RESP and Murray Scores in Severe Respiratory Failure Management
RESP Score: Primary Tool for ECMO Candidate Selection
The RESP (Respiratory Extracorporeal Membrane Oxygenation Survival Prediction) score is a validated tool specifically designed to predict hospital survival in adult patients being considered for ECMO support for severe acute respiratory failure, with demonstrated discrimination (c-statistic 0.74) in the original cohort. 1
RESP Score Components and Calculation
The RESP score incorporates 12 pre-ECMO variables that independently predict hospital survival 1:
- Age (younger patients score higher)
- Immunocompromised status (negative predictor)
- Duration of mechanical ventilation before ECMO (shorter duration favored)
- Diagnosis (viral/bacterial pneumonia scores higher than other causes)
- Central nervous system dysfunction (negative predictor)
- Acute associated nonpulmonary infection (negative predictor)
- Neuromuscular blockade use (positive predictor)

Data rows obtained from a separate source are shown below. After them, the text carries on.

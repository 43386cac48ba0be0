//! Password hashing and verification using Argon2id
//!
//! Hashing parameters follow OWASP recommendations:
//! - Memory: 64 MB
//! - Iterations: 3
//! - Parallelism: 4 threads
//! - Salt: 16 bytes random
//! - Output: 32 bytes hash
//!
//! Both operations are CPU-bound; async callers go through
//! [`hash_password_blocking`] and [`verify_password_blocking`].

use argon2::{
    password_hash::{rand_core::OsRng, PasswordHash, PasswordHasher, PasswordVerifier, SaltString},
    Argon2, Params,
};
use thiserror::Error;

/// Shortest accepted password, in bytes
pub const MIN_PASSWORD_LEN: usize = 8;

/// Longest accepted password, in bytes
pub const MAX_PASSWORD_LEN: usize = 72;

/// Password hashing and verification errors
#[derive(Debug, Error)]
pub enum PasswordError {
    #[error("Failed to hash password: {0}")]
    HashingFailed(String),

    #[error("Failed to verify password: {0}")]
    VerificationFailed(String),

    #[error("Invalid password hash format")]
    InvalidHashFormat,

    #[error("Password worker failed: {0}")]
    WorkerFailed(String),
}

/// Password hashing configuration
#[derive(Debug, Clone)]
pub struct PasswordConfig {
    /// Memory cost in KB (default: 65536 = 64 MB)
    pub memory_cost: u32,
    /// Time cost (iterations, default: 3)
    pub time_cost: u32,
    /// Parallelism (threads, default: 4)
    pub parallelism: u32,
    /// Output length in bytes (default: 32)
    pub output_len: Option<usize>,
}

impl Default for PasswordConfig {
    fn default() -> Self {
        Self {
            memory_cost: 65536, // 64 MB
            time_cost: 3,
            parallelism: 4,
            output_len: Some(32),
        }
    }
}

impl PasswordConfig {
    /// Cheap parameters for tests; never use in production
    pub fn light() -> Self {
        Self {
            memory_cost: 8192,
            time_cost: 1,
            parallelism: 1,
            output_len: Some(32),
        }
    }

    fn to_params(&self) -> Result<Params, PasswordError> {
        Params::new(
            self.memory_cost,
            self.time_cost,
            self.parallelism,
            self.output_len,
        )
        .map_err(|e| PasswordError::HashingFailed(e.to_string()))
    }
}

/// Hash a password into a PHC string
///
/// The salt is embedded in the result, so the string is all that needs storing.
pub fn hash_password_with_config(
    password: &str,
    config: &PasswordConfig,
) -> Result<String, PasswordError> {
    let salt = SaltString::generate(&mut OsRng);

    let params = config.to_params()?;
    let argon2 = Argon2::new(argon2::Algorithm::Argon2id, argon2::Version::V0x13, params);

    let password_hash = argon2
        .hash_password(password.as_bytes(), &salt)
        .map_err(|e| PasswordError::HashingFailed(e.to_string()))?;

    Ok(password_hash.to_string())
}

/// Verify a plaintext password against a stored hash
///
/// # Returns
///
/// * `Ok(true)` - Password matches
/// * `Ok(false)` - Password does not match
/// * `Err(PasswordError)` - The stored hash is unreadable
///
/// Parameters are read back from the PHC string, so hashes made with any
/// `PasswordConfig` verify here.
pub fn verify_password(password: &str, hash: &str) -> Result<bool, PasswordError> {
    let parsed_hash = PasswordHash::new(hash).map_err(|_| PasswordError::InvalidHashFormat)?;

    match Argon2::default().verify_password(password.as_bytes(), &parsed_hash) {
        Ok(()) => Ok(true),
        Err(argon2::password_hash::Error::Password) => Ok(false),
        Err(e) => Err(PasswordError::VerificationFailed(e.to_string())),
    }
}

/// [`hash_password_with_config`] on the blocking thread pool
pub async fn hash_password_blocking(
    password: String,
    config: PasswordConfig,
) -> Result<String, PasswordError> {
    tokio::task::spawn_blocking(move || hash_password_with_config(&password, &config))
        .await
        .map_err(|e| PasswordError::WorkerFailed(e.to_string()))?
}

/// [`verify_password`] on the blocking thread pool
pub async fn verify_password_blocking(
    password: String,
    hash: String,
) -> Result<bool, PasswordError> {
    tokio::task::spawn_blocking(move || verify_password(&password, &hash))
        .await
        .map_err(|e| PasswordError::WorkerFailed(e.to_string()))?
}

fn is_special(c: char) -> bool {
    c.is_ascii_punctuation() || !(c.is_alphanumeric() || c.is_whitespace() || c.is_control())
}

/// Validate password strength
///
/// Rules are checked in a fixed order and the first unmet one is reported:
/// length (8 to 72 bytes), uppercase, lowercase, number, special character.
pub fn validate_password_strength(password: &str) -> Result<(), String> {
    if password.len() < MIN_PASSWORD_LEN {
        return Err(format!(
            "password must be at least {MIN_PASSWORD_LEN} characters long"
        ));
    }

    if password.len() > MAX_PASSWORD_LEN {
        return Err(format!(
            "password must not exceed {MAX_PASSWORD_LEN} characters"
        ));
    }

    if !password.chars().any(char::is_uppercase) {
        return Err("password must contain at least one uppercase letter".to_string());
    }

    if !password.chars().any(char::is_lowercase) {
        return Err("password must contain at least one lowercase letter".to_string());
    }

    if !password.chars().any(char::is_numeric) {
        return Err("password must contain at least one number".to_string());
    }

    if !password.chars().any(is_special) {
        return Err("password must contain at least one special character".to_string());
    }

    Ok(())
}
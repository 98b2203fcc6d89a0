//! Request ID middleware for log correlation.

use axum::{
    extract::Request,
    http::{HeaderMap, HeaderValue},
    middleware::Next,
    response::Response,
};
use tracing::Instrument;
use uuid::Uuid;

/// Header name for request ID
pub const REQUEST_ID_HEADER: &str = "x-request-id";

/// Longest client-supplied ID that is echoed back instead of replaced
const MAX_REQUEST_ID_LEN: usize = 128;

/// Reuse the caller's request ID if it is sane, otherwise mint one.
fn request_id_from(headers: &HeaderMap) -> HeaderValue {
    headers
        .get(REQUEST_ID_HEADER)
        .filter(|v| !v.is_empty() && v.len() <= MAX_REQUEST_ID_LEN && v.to_str().is_ok())
        .cloned()
        .unwrap_or_else(|| {
            // A hyphenated UUID is always a valid header value.
            HeaderValue::from_str(&Uuid::new_v4().to_string())
                .unwrap_or_else(|_| HeaderValue::from_static("unknown"))
        })
}

/// Tag every request with an `x-request-id`, run it inside a span carrying
/// that ID, and echo the ID on the response.
pub async fn request_id_middleware(mut request: Request, next: Next) -> Response {
    let request_id = request_id_from(request.headers());
    request
        .headers_mut()
        .insert(REQUEST_ID_HEADER, request_id.clone());

    let span = tracing::info_span!(
        "request",
        request_id = request_id.to_str().unwrap_or_default(),
        method = %request.method(),
        uri = %request.uri(),
    );

    let mut response = next.run(request).instrument(span.clone()).await;

    span.in_scope(|| tracing::debug!(status = %response.status(), "Request completed"));
    response.headers_mut().insert(REQUEST_ID_HEADER, request_id);
    response
}
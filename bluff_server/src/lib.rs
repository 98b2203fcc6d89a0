//! WebSocket server for the bluff card game.
//!
//! The binary in `main.rs` wires these modules together; they are exposed as
//! a library so integration tests can build the router directly.

pub mod api;
pub mod config;
pub mod logging;
pub mod metrics;
/// Property-based tests for room rules using proptest
///
/// Random sequences of plays and challenges are driven through a room and
/// the card accounting and turn rotation are checked after every step.
use bluff::{
    Room, RoomConfig,
    entities::{ClaimDeclaration, ConnectionId, PlayerId, Rank},
    game::{
        Phase,
        deck::{DeckConfig, make_deck, shuffle},
        entities::Player,
    },
};
use proptest::prelude::*;
use rand::{SeedableRng, rngs::StdRng};
use std::collections::BTreeSet;

#[derive(Clone, Debug)]
enum Step {
    /// Current player plays up to `count` cards from the front of their hand
    Play { count: usize, rank: Option<usize> },
    /// Seat `caller` challenges seat `claimed`, or the last claimant
    Challenge { caller: usize, claimed: Option<usize> },
}

fn step_strategy() -> impl Strategy<Value = Step> {
    prop_oneof![
        3 => (0usize..=4, prop::option::of(0usize..13))
            .prop_map(|(count, rank)| Step::Play { count, rank }),
        1 => (0usize..8, prop::option::of(0usize..8))
            .prop_map(|(caller, claimed)| Step::Challenge { caller, claimed }),
    ]
}

fn deck_strategy() -> impl Strategy<Value = DeckConfig> {
    prop_oneof![Just(DeckConfig::standard()), Just(DeckConfig::court())]
}

fn build_room(players: usize, deck: DeckConfig) -> (Room, Vec<PlayerId>) {
    let host = Player::new(ConnectionId::new(), "p0".to_string(), true);
    let mut ids = vec![host.id.clone()];
    let config = RoomConfig {
        deck,
        ..RoomConfig::default()
    };
    let mut room = Room::new("prop".into(), host, config);
    for i in 1..players {
        let player = Player::new(ConnectionId::new(), format!("p{i}"), false);
        ids.push(player.id.clone());
        room.add_player(player).unwrap();
    }
    (room, ids)
}

fn assert_consistent(room: &Room, deck_size: usize) -> Result<(), TestCaseError> {
    prop_assert_eq!(room.cards_in_play(), deck_size, "cards were created or lost");

    let mut seen = BTreeSet::new();
    for card in room.pile().iter().chain(room.players().iter().flat_map(|p| p.hand.iter())) {
        prop_assert!(seen.insert(card.id), "card {} appears twice", card.id);
    }

    for player in room.players() {
        prop_assert_eq!(player.finished, player.hand.is_empty() && room.phase() != Phase::Lobby);
    }

    if room.is_started() {
        prop_assert!(room.active_count() >= 2, "active round with a single card holder");
        prop_assert!(
            room.players()[room.turn_index()].is_active(),
            "turn points at a finished player"
        );
    }

    let view = room.public_view();
    prop_assert_eq!(view.pile_count, room.pile().len());
    for (summary, player) in view.players.iter().zip(room.players()) {
        prop_assert_eq!(summary.count, player.hand.len());
    }
    Ok(())
}

proptest! {
    #[test]
    fn test_random_games_conserve_cards(
        players in 2usize..=6,
        deck in deck_strategy(),
        seed in any::<u64>(),
        steps in prop::collection::vec(step_strategy(), 1..120),
    ) {
        let deck_size = deck.size();
        let mut cards = make_deck(&deck);
        shuffle(&mut cards, &mut StdRng::seed_from_u64(seed));

        let (mut room, ids) = build_room(players, deck);
        room.start_game_with_deck(cards).unwrap();
        assert_consistent(&room, deck_size)?;

        let mut game_overs = 0;
        for step in steps {
            if !room.is_started() {
                break;
            }
            match step {
                Step::Play { count, rank } => {
                    let turn = room.turn_index();
                    let player_id = room.players()[turn].id.clone();
                    let card_ids: Vec<_> =
                        room.players()[turn].hand.iter().take(count).map(|c| c.id).collect();
                    let declaration = match rank {
                        Some(idx) => ClaimDeclaration::of_rank(Rank::ALL[idx]),
                        None => ClaimDeclaration::unranked(),
                    };
                    let pile_before = room.pile().len();

                    let outcome = room.play_cards(&player_id, &card_ids, declaration).unwrap();
                    prop_assert_eq!(outcome.played, card_ids.len());
                    prop_assert_eq!(room.pile().len(), pile_before + card_ids.len());
                    prop_assert_eq!(room.last_claim().map(|c| c.count), Some(card_ids.len()));
                    if outcome.game_over.is_some() {
                        game_overs += 1;
                    }
                }
                Step::Challenge { caller, claimed } => {
                    let caller_id = ids[caller % ids.len()].clone();
                    let claimed_id = match (claimed, room.last_claim()) {
                        (Some(idx), _) => ids[idx % ids.len()].clone(),
                        (None, Some(claim)) => claim.player_id.clone(),
                        (None, None) => caller_id.clone(),
                    };
                    let Some(claim) = room.last_claim().cloned() else {
                        prop_assert!(room.call_bluff(&caller_id, &claimed_id).is_err());
                        continue;
                    };

                    let pile_before = room.pile().to_vec();
                    let tail = claim.count.min(pile_before.len());
                    let outcome = room.call_bluff(&caller_id, &claimed_id).unwrap();

                    // Only the cards behind the last claim are revealed.
                    prop_assert_eq!(outcome.resolution.picked, tail);
                    prop_assert_eq!(room.pile(), &pile_before[..pile_before.len() - tail]);
                    prop_assert!(room.last_claim().is_none());

                    let revealed = &pile_before[pile_before.len() - tail..];
                    let lie = claim
                        .rank
                        .is_some_and(|rank| revealed.iter().any(|c| c.rank != rank));
                    let expected = if lie { &claimed_id } else { &caller_id };
                    prop_assert_eq!(&outcome.resolution.who, expected);

                    if outcome.game_over.is_some() {
                        game_overs += 1;
                    }
                }
            }
            assert_consistent(&room, deck_size)?;
        }

        prop_assert!(game_overs <= 1);
        if game_overs == 1 {
            prop_assert_eq!(room.phase(), Phase::GameOver);
            prop_assert_eq!(room.active_count(), 1);
        }
    }

    #[test]
    fn test_deal_is_balanced(players in 1usize..=12, seed in any::<u64>()) {
        let deck = DeckConfig::standard();
        let mut cards = make_deck(&deck);
        shuffle(&mut cards, &mut StdRng::seed_from_u64(seed));

        let (mut room, _) = build_room(players, deck);
        room.start_game_with_deck(cards).unwrap();

        let sizes: Vec<usize> = room.players().iter().map(|p| p.hand.len()).collect();
        let min = sizes.iter().copied().min().unwrap();
        let max = sizes.iter().copied().max().unwrap();
        prop_assert!(max - min <= 1, "uneven deal {:?}", sizes);
        prop_assert_eq!(sizes.iter().sum::<usize>(), 52);
        // Earlier seats get the extra cards.
        prop_assert!(sizes.windows(2).all(|w| w[0] >= w[1]));
    }
}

- Nitric oxide use (positive predictor)
- Bicarbonate infusion (negative predictor)
- Pre-ECMO cardiac arrest (strongly negative predictor)
- PaCO2 levels
- Peak inspiratory pressure
RESP Score Risk Stratification
The RESP score classifies patients into five risk categories with corresponding survival predictions 1:
- Class I: Highest survival probability
- Class II-III: Intermediate survival probability
- Class IV-V: Lower survival probability (though still potentially acceptable for ECMO consideration)
Critical Limitations of RESP Score
The RESP score performs poorly in COVID-19 patients (AUC 0.61), with COVID-19 patients in RESP class I-III having worse survival than predicted and class IV-V having better survival than predicted. 2 This represents a major limitation when managing COVID-19-related ARDS 2.
For prolonged ECMO (≥14 days), the RESP score also demonstrates poor discrimination (c-statistic 0.540), suggesting it should not be the sole decision-making tool for patients anticipated to require extended support 3.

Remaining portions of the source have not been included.